In any proceedings for an offence (other than in the Supreme Court for an indictable offence), the procedures and practice for the examination and cross-examination of witnesses, and the right to address the court on the case in reply or otherwise, are, as far as practicable, to be conducted in accordance with Supreme Court procedure for the trial of an indictable offence.
(1) The evidence of each witness in criminal proceedings must be recorded.(2) Rules may be made for or with respect to the manner in which the evidence may be recorded and the authentication of evidence or of transcripts of evidence given in proceedings.
(1) A court may at any stage of criminal proceedings adjourn the proceedings generally, or to a specified day, if it appears to the court necessary or advisable to do so.(2) An adjournment may be in such terms as the court thinks fit.(3) A matter that is adjourned generally must be listed before the court or a registrar not later than 2 years after the adjournment.(4) Without limiting subsection (1), a court may, at the request of an accused person, adjourn criminal proceedings if it appears to the court that a variance between any process or document by which the proceedings were commenced and the evidence adduced in respect of the offence charged in that process or document is such that the accused person has been misled by the variance.

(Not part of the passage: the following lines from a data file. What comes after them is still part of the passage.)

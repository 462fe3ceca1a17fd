//! Application state and input dispatch.

use crossterm::event::KeyCode;
use ocean_tictactoe::{Game, Position};
use tracing::debug;

use crate::input;

/// Main application state.
///
/// Holds the game and the keyboard cursor. The status line is not stored
/// here; the renderer asks the game for it on every frame.
pub struct App {
    game: Game,
    cursor: Position,
    ascii: bool,
}

impl App {
    /// Creates a new application.
    pub fn new(ascii: bool) -> Self {
        Self {
            game: Game::new(),
            cursor: Position::Center,
            ascii,
        }
    }

    /// Gets the current game.
    pub fn game(&self) -> &Game {
        &self.game
    }

    /// Gets the keyboard cursor.
    pub fn cursor(&self) -> Position {
        self.cursor
    }

    /// Whether marks render as plain letters.
    pub fn ascii(&self) -> bool {
        self.ascii
    }

    /// Handles a key press. Returns false when the app should exit.
    pub fn handle_key(&mut self, code: KeyCode) -> bool {
        match code {
            KeyCode::Char('q') | KeyCode::Esc => return false,
            KeyCode::Char('r') => self.restart(),
            KeyCode::Enter | KeyCode::Char(' ') => self.play(self.cursor),
            KeyCode::Char(c) if c.is_ascii_digit() => {
                if let Some(pos) = input::position_for_digit(c) {
                    self.play(pos);
                }
            }
            code => self.cursor = input::move_cursor(self.cursor, code),
        }
        true
    }

    /// Handles a left click on the given cell.
    pub fn click(&mut self, pos: Position) {
        self.cursor = pos;
        self.play(pos);
    }

    fn play(&mut self, pos: Position) {
        debug!(position = %pos, "input move");
        self.game.apply_move(pos);
    }

    /// Restarts the game.
    pub fn restart(&mut self) {
        debug!("restarting game");
        self.game.reset();
    }
}
use async_trait::async_trait;
use serde::Deserialize;
use std::sync::Arc;
use tokio::task::JoinHandle;
use tracing::{debug, instrument, warn};

use crate::{
    error::ForecastError,
    model::{LocationQuery, WeatherModel},
    transport::{Endpoint, HttpTransport, RawResponse, Transport},
};

use super::WeatherProvider;

/// Adapter for the OpenWeatherMap current weather API.
#[derive(Debug, Clone)]
pub struct OpenWeatherMap<T = HttpTransport> {
    transport: T,
}

impl<T: Transport> OpenWeatherMap<T> {
    pub const NAME: &'static str = "OpenWeatherMap";

    pub fn new(transport: T) -> Self {
        Self { transport }
    }

    /// Issue the lookup matching `query` and map the response.
    #[instrument(skip(self), fields(provider = "OpenWeatherMap"))]
    pub async fn forecast(&self, query: &LocationQuery) -> Result<WeatherModel, ForecastError> {
        let endpoint = endpoint_for(query);
        debug!(?endpoint, "dispatching forecast request");

        let response = self.transport.get(&endpoint).await.map_err(|err| {
            warn!(error = %err, "transport failure");
            ForecastError::from(err)
        })?;

        self.transform(&query.label(), &response)
    }

    /// Map one HTTP response into a model, or into the error the caller sees.
    ///
    /// A 2xx status with an undecodable body reports the same
    /// `Network error: <status>` as any other failed status.
    pub fn transform(
        &self,
        location_label: &str,
        response: &RawResponse,
    ) -> Result<WeatherModel, ForecastError> {
        let parsed = response
            .is_success()
            .then(|| serde_json::from_slice::<OwmForecast>(&response.body).ok())
            .flatten();

        let Some(fcst) = parsed else {
            let err = match response.status {
                404 => ForecastError::NotFound { location: location_label.to_string() },
                status => ForecastError::Http { status },
            };
            warn!(status = response.status, %err, "forecast unavailable");
            return Err(err);
        };

        let notes = fcst
            .weather
            .filter(|entries| !entries.is_empty())
            .map(|entries| {
                entries.into_iter().map(|w| w.description).collect::<Vec<_>>().join(", ")
            });

        Ok(WeatherModel {
            source: Self::NAME.to_string(),
            location: fcst.name,
            temperature: fcst.main.temp,
            humidity: fcst.main.humidity,
            notes,
        })
    }
}

impl<T: Transport + 'static> OpenWeatherMap<T> {
    /// Fire-and-forget form of [`OpenWeatherMap::forecast`].
    ///
    /// `callback` runs exactly once on the tokio runtime, with whichever
    /// outcome the call produced. Must be called from within a runtime.
    pub fn spawn_forecast<F>(self: Arc<Self>, query: LocationQuery, callback: F) -> JoinHandle<()>
    where
        F: FnOnce(Result<WeatherModel, ForecastError>) + Send + 'static,
    {
        tokio::spawn(async move {
            let outcome = self.forecast(&query).await;
            callback(outcome);
        })
    }
}

#[async_trait]
impl<T: Transport> WeatherProvider for OpenWeatherMap<T> {
    fn name(&self) -> &'static str {
        Self::NAME
    }

    async fn forecast(&self, query: &LocationQuery) -> Result<WeatherModel, ForecastError> {
        OpenWeatherMap::<T>::forecast(self, query).await
    }
}

fn endpoint_for(query: &LocationQuery) -> Endpoint {
    match query {
        LocationQuery::City(name) => Endpoint::ByCity { name: name.clone() },
        LocationQuery::Coordinates { latitude, longitude } => {
            Endpoint::ByCoordinates { lat: *latitude, lon: *longitude }
        }
        LocationQuery::Zip(zip) => Endpoint::ByZip { zip: zip.clone() },
    }
}

#[derive(Debug, Deserialize)]
struct OwmMain {
    temp: f64,
    humidity: f64,
}

#[derive(Debug, Deserialize)]
struct OwmWeather {
    description: String,
}

#[derive(Debug, Deserialize)]
struct OwmForecast {
    name: String,
    main: OwmMain,
    weather: Option<Vec<OwmWeather>>,
}
use anyhow::{Context, anyhow};
use clap::{Args, Parser, Subcommand};
use forecast_core::{
    Config, LocationQuery, ProviderId, WeatherModel,
    provider::{default_provider_from_config, provider_from_config},
};
use inquire::{Password, PasswordDisplayMode};

/// Top-level CLI struct.
#[derive(Debug, Parser)]
#[command(name = "forecast", version, about = "Current weather from OpenWeatherMap")]
pub struct Cli {
    /// Log request dispatch and responses to stderr.
    #[arg(short, long, global = true)]
    pub verbose: bool,

    #[command(subcommand)]
    pub command: Command,
}

#[derive(Debug, Subcommand)]
pub enum Command {
    /// Store the API key for a provider.
    Configure {
        /// Provider short name, e.g. "openweathermap".
        provider: String,
    },

    /// Show the current weather for one location.
    Show {
        #[command(flatten)]
        location: LocationArgs,

        /// Provider to ask instead of the configured default.
        #[arg(long)]
        provider: Option<String>,

        /// Print the model as JSON.
        #[arg(long)]
        json: bool,
    },
}

#[derive(Debug, Args)]
#[group(required = true, multiple = false)]
pub struct LocationArgs {
    /// City name, optionally with country code ("London,uk").
    #[arg(long)]
    city: Option<String>,

    /// Zip or postal code, optionally with country code ("94040,us").
    #[arg(long)]
    zip: Option<String>,

    /// Latitude and longitude, e.g. "51.5,-0.12".
    #[arg(long, value_parser = parse_coords, allow_hyphen_values = true)]
    coords: Option<(f64, f64)>,
}

impl LocationArgs {
    fn into_query(self) -> anyhow::Result<LocationQuery> {
        match (self.city, self.zip, self.coords) {
            (Some(city), None, None) => Ok(LocationQuery::City(city)),
            (None, Some(zip), None) => Ok(LocationQuery::Zip(zip)),
            (None, None, Some((latitude, longitude))) => {
                Ok(LocationQuery::Coordinates { latitude, longitude })
            }
            _ => Err(anyhow!("Exactly one of --city, --zip or --coords is required")),
        }
    }
}

impl Cli {
    pub async fn run(self) -> anyhow::Result<()> {
        match self.command {
            Command::Configure { provider } => configure(&provider),
            Command::Show { location, provider, json } => {
                show(location.into_query()?, provider.as_deref(), json).await
            }
        }
    }
}

fn configure(provider: &str) -> anyhow::Result<()> {
    let id = ProviderId::try_from(provider)?;
    let mut cfg = Config::load()?;

    let api_key = Password::new(&format!("API key for {id}:"))
        .with_display_mode(PasswordDisplayMode::Masked)
        .without_confirmation()
        .prompt()
        .context("Failed to read API key")?;

    if api_key.trim().is_empty() {
        return Err(anyhow!("API key must not be empty"));
    }

    cfg.upsert_provider_api_key(id, api_key.trim().to_string());
    let path = cfg.save()?;

    println!("Saved {id} credentials to {}", path.display());
    Ok(())
}

async fn show(query: LocationQuery, provider: Option<&str>, json: bool) -> anyhow::Result<()> {
    let cfg = Config::load()?;
    let provider = match provider {
        Some(name) => provider_from_config(ProviderId::try_from(name)?, &cfg)?,
        None => default_provider_from_config(&cfg)?,
    };

    tracing::debug!(provider = provider.name(), %query, "requesting forecast");
    let model = provider.forecast(&query).await?;

    if json {
        println!("{}", serde_json::to_string_pretty(&model)?);
    } else {
        print!("{}", render(&model));
    }
    Ok(())
}

fn render(model: &WeatherModel) -> String {
    let mut out = format!(
        "{}\n  Temperature: {:.1}\n  Humidity:    {:.0}%\n",
        model.location, model.temperature, model.humidity
    );
    if let Some(notes) = &model.notes {
        out.push_str(&format!("  Conditions:  {notes}\n"));
    }
    out.push_str(&format!("  (source: {})\n", model.source));
    out
}

fn parse_coords(raw: &str) -> Result<(f64, f64), String> {
    let (lat, lon) = raw
        .split_once(',')
        .ok_or_else(|| format!("expected LAT,LON but got '{raw}'"))?;

    let lat: f64 = lat.trim().parse().map_err(|e| format!("invalid latitude '{lat}': {e}"))?;
    let lon: f64 = lon.trim().parse().map_err(|e| format!("invalid longitude '{lon}': {e}"))?;

    if !(-90.0..=90.0).contains(&lat) {
        return Err(format!("latitude {lat} is outside -90..=90"));
    }
    if !(-180.0..=180.0).contains(&lon) {
        return Err(format!("longitude {lon} is outside -180..=180"));
    }
    Ok((lat, lon))
}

(1) A court may, if bail is not dispensed with or granted to an accused person for the period of an adjournment, remand the accused person to a correctional centre or other place of security during the adjournment.(2) The warrant of commitment may be signed by any Judge or authorised officer.(3) A Judge may at any time, by written notice to the parties, shorten or end an adjournment if the accused person is not in custody.
(1) After convicting an accused person of an offence, and before passing sentence, the court may summon witnesses and examine them on oath in respect of any matter in mitigation of the offence.(2) The court may do so on application made by or on behalf of the Crown or by or on behalf of the accused person.
(1) In any criminal proceedings in which it is alleged that the accused person has unlawfully acquired or disposed of property, the court may order that the property be restored to such person as appears to the court to be lawfully entitled to its possession.(2) Such an order may be made whether or not the court finds the person guilty of any offence with respect to the acquisition or disposal of the property.(3) Such an order may not be made in respect of:(a) any valuable security given by the accused person in payment of a liability to which the person was subject when the payment was made, or(b) any negotiable instrument accepted by the accused person as valuable consideration in circumstances in which the person had no notice, or cause to suspect, that the instrument had been dishonestly come by.
(1) On deciding that no further proceedings are to be taken with respect to a person who is in custody on remand, whether or not the person has been committed for trial, the Attorney General or Director of Public Prosecutions may cause a certificate to that effect, in the form prescribed by the regulations, to be delivered to the Supreme Court.(2) On receipt of such a certificate, the Supreme Court may, by order, direct that the person to whom the certificate relates be released from custody.